● WHAT YOU WILL DO
Show all lines from the records below in which the string "SeedSource" is present.

Saved entries:
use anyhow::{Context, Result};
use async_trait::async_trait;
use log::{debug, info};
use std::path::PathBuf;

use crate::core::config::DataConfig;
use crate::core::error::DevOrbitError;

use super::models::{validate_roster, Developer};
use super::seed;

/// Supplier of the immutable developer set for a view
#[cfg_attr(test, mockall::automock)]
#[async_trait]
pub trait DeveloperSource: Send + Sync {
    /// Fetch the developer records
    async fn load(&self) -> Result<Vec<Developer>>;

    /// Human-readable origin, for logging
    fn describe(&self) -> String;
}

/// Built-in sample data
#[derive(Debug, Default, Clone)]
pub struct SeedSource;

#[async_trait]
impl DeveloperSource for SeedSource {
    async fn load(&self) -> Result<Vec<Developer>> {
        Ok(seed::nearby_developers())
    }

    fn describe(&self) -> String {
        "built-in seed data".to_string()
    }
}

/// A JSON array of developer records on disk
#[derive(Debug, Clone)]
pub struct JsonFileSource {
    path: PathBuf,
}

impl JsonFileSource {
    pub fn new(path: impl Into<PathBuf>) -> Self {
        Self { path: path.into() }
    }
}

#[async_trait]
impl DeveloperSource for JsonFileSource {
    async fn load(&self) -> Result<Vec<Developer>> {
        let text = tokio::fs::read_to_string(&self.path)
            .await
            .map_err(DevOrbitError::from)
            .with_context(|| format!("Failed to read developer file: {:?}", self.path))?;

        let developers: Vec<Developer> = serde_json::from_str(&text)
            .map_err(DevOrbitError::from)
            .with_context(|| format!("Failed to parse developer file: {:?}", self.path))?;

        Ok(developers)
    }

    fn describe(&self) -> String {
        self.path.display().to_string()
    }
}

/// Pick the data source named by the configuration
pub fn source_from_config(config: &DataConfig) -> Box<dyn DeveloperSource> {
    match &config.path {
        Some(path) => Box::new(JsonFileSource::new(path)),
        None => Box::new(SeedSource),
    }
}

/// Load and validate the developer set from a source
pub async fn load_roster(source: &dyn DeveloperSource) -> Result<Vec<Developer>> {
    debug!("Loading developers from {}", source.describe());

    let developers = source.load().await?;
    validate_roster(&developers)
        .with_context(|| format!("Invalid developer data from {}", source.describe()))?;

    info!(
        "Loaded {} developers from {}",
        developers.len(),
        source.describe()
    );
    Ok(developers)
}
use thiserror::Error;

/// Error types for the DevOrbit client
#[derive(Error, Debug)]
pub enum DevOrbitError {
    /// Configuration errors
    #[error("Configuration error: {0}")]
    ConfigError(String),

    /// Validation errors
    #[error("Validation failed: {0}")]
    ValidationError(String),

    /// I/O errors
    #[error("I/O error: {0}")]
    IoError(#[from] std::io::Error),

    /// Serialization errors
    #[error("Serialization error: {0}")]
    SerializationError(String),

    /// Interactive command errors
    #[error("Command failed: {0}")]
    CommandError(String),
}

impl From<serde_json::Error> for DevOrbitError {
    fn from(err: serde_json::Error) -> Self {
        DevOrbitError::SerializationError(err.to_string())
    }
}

● SOLUTION TO THIS TASK
pub struct SeedSource;
impl DeveloperSource for SeedSource {
        None => Box::new(SeedSource),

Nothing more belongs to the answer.